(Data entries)
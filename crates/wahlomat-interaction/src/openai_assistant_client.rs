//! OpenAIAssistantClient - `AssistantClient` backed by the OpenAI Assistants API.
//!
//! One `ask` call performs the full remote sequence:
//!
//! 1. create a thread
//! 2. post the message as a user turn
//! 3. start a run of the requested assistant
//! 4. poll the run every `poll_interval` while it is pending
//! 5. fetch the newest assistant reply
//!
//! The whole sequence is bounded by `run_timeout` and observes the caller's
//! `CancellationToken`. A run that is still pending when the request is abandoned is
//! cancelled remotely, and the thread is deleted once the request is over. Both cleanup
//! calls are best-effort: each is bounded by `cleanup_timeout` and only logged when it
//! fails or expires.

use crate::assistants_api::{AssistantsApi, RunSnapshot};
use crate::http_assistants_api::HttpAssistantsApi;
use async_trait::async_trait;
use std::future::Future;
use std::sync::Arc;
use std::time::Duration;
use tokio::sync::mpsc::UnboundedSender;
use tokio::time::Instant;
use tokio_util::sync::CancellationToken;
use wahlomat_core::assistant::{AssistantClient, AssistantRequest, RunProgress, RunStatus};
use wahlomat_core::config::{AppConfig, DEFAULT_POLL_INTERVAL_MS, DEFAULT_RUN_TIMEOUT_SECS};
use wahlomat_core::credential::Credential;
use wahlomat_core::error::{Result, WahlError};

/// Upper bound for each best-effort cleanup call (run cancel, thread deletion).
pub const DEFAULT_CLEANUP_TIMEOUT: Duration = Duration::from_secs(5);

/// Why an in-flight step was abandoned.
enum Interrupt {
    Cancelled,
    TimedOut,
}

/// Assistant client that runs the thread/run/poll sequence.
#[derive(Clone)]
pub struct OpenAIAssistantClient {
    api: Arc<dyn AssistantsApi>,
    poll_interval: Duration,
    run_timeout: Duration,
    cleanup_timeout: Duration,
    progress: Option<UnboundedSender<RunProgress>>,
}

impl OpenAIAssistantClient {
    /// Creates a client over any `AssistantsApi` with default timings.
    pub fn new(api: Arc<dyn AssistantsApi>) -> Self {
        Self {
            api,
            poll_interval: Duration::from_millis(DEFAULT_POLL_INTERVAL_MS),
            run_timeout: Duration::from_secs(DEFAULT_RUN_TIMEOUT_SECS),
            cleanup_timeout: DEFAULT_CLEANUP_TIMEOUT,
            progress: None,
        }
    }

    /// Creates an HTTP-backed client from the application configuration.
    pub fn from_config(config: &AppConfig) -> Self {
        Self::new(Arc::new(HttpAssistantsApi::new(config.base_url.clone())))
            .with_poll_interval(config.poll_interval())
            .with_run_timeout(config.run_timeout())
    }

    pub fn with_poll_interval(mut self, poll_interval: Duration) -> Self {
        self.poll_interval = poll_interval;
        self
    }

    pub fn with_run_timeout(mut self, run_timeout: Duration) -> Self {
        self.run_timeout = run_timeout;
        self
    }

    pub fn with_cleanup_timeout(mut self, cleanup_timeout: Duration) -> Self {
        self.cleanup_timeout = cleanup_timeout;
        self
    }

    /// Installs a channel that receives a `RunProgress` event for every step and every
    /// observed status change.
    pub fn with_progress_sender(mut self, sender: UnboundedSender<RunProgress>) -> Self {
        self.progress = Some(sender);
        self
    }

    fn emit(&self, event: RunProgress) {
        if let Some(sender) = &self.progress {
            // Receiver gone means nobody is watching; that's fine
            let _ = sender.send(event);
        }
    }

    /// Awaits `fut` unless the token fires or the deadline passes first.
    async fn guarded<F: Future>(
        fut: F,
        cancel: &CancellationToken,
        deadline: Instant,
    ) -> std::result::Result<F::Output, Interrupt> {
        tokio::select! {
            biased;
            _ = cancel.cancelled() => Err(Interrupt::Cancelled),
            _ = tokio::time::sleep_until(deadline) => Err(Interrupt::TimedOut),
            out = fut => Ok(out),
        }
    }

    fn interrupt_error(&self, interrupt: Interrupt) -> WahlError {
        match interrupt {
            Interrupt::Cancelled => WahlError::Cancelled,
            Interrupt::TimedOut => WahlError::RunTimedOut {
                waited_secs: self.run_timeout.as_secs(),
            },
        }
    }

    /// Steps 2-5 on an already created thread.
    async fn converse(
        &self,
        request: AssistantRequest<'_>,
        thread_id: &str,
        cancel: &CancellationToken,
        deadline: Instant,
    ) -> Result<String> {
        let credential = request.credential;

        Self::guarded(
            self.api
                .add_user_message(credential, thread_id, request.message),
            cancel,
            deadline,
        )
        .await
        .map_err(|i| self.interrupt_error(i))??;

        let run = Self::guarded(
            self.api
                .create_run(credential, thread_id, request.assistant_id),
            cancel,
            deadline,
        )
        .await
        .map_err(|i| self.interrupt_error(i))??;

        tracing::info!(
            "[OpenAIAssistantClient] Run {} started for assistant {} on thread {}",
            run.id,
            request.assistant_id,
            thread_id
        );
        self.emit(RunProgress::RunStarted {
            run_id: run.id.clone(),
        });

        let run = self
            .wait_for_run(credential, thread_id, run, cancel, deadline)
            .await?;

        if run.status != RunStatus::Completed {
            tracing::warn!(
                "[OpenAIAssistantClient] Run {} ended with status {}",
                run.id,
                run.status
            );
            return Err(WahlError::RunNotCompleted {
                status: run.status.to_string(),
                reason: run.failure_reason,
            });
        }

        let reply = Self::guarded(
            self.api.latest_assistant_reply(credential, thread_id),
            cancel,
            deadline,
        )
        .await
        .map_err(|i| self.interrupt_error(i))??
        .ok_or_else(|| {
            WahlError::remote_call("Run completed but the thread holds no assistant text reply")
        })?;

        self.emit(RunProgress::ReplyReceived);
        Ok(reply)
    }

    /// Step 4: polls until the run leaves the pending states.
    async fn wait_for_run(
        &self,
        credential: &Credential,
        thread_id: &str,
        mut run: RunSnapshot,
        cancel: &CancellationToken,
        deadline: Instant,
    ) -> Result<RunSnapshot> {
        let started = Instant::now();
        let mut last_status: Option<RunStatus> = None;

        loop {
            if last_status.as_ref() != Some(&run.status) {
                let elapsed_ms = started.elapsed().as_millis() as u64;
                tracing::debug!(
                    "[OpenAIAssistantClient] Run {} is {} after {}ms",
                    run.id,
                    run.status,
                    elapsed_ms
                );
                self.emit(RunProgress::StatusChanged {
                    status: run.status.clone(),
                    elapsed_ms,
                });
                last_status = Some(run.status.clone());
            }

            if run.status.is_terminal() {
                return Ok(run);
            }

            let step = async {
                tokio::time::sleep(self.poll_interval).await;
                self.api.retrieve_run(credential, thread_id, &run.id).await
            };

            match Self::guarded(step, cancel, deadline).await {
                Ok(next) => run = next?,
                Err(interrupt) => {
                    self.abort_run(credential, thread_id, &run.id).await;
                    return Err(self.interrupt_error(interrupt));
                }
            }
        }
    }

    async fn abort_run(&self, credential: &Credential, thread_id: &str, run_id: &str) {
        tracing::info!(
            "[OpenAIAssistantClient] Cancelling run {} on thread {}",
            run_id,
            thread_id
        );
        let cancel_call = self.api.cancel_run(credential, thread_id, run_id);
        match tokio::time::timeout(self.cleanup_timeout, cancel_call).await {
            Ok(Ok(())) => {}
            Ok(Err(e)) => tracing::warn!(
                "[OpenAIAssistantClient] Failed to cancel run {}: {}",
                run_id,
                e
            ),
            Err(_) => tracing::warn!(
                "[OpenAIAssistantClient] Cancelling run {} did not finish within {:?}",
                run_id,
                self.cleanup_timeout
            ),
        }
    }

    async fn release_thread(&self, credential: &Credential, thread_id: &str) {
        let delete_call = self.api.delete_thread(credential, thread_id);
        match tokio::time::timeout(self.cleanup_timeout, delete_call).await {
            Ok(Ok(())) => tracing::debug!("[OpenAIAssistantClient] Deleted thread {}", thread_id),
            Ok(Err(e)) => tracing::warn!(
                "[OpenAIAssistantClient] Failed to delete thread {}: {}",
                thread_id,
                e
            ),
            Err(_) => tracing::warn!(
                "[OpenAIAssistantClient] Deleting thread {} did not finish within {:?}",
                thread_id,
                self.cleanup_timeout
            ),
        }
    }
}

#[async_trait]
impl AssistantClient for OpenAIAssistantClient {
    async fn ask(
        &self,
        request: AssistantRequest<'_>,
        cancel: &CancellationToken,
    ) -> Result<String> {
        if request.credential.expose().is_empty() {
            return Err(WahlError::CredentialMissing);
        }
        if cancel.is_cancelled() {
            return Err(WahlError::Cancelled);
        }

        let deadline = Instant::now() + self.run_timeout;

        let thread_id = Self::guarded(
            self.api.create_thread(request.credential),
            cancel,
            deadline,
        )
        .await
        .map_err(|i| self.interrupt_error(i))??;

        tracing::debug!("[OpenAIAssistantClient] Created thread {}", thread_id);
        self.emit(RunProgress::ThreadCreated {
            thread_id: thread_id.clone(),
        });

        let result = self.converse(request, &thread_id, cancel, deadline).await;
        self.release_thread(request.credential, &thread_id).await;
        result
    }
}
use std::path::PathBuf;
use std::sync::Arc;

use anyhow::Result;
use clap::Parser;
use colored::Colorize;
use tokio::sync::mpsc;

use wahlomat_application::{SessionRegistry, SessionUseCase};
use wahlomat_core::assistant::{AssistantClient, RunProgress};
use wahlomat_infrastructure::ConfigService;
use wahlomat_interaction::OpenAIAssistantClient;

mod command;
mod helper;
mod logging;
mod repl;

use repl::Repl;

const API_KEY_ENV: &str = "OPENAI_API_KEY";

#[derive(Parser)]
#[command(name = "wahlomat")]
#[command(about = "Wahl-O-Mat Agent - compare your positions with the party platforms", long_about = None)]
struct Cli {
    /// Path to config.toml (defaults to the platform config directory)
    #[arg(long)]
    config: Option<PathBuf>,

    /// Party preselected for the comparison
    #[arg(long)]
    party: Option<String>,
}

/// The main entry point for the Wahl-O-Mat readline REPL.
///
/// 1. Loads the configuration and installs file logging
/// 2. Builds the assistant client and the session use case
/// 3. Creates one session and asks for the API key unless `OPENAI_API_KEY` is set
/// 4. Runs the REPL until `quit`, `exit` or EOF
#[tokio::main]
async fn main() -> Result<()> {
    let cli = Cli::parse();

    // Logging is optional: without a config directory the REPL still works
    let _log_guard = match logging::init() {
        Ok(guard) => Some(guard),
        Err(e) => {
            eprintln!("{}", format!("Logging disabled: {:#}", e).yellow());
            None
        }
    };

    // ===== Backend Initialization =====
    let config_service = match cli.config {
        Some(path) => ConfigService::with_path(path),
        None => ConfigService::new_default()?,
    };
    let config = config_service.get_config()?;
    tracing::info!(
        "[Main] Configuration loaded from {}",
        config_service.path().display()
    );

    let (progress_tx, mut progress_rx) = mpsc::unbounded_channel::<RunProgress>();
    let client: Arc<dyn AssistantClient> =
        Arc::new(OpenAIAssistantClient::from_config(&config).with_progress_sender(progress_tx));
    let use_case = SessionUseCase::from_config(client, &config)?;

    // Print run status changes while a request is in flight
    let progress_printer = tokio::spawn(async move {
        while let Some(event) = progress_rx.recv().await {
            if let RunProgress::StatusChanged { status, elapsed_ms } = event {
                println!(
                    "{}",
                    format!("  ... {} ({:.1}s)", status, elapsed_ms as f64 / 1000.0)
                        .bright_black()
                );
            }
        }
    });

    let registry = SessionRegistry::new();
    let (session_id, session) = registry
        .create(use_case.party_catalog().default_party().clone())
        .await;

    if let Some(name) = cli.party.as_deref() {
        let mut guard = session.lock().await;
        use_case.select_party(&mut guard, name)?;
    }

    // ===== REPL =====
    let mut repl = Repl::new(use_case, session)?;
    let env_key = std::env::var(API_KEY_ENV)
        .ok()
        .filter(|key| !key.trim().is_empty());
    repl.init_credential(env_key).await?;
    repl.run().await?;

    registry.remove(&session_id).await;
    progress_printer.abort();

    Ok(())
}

- Exercise aim -
Copy out the range of lines above starting at the line with "create a thread" and ending at the line with "observes the caller's", exactly and including both.

- Response to the exercise -
//! 1. create a thread
//! 2. post the message as a user turn
//! 3. start a run of the requested assistant
//! 4. poll the run every `poll_interval` while it is pending
//! 5. fetch the newest assistant reply
//!
//! The whole sequence is bounded by `run_timeout` and observes the caller's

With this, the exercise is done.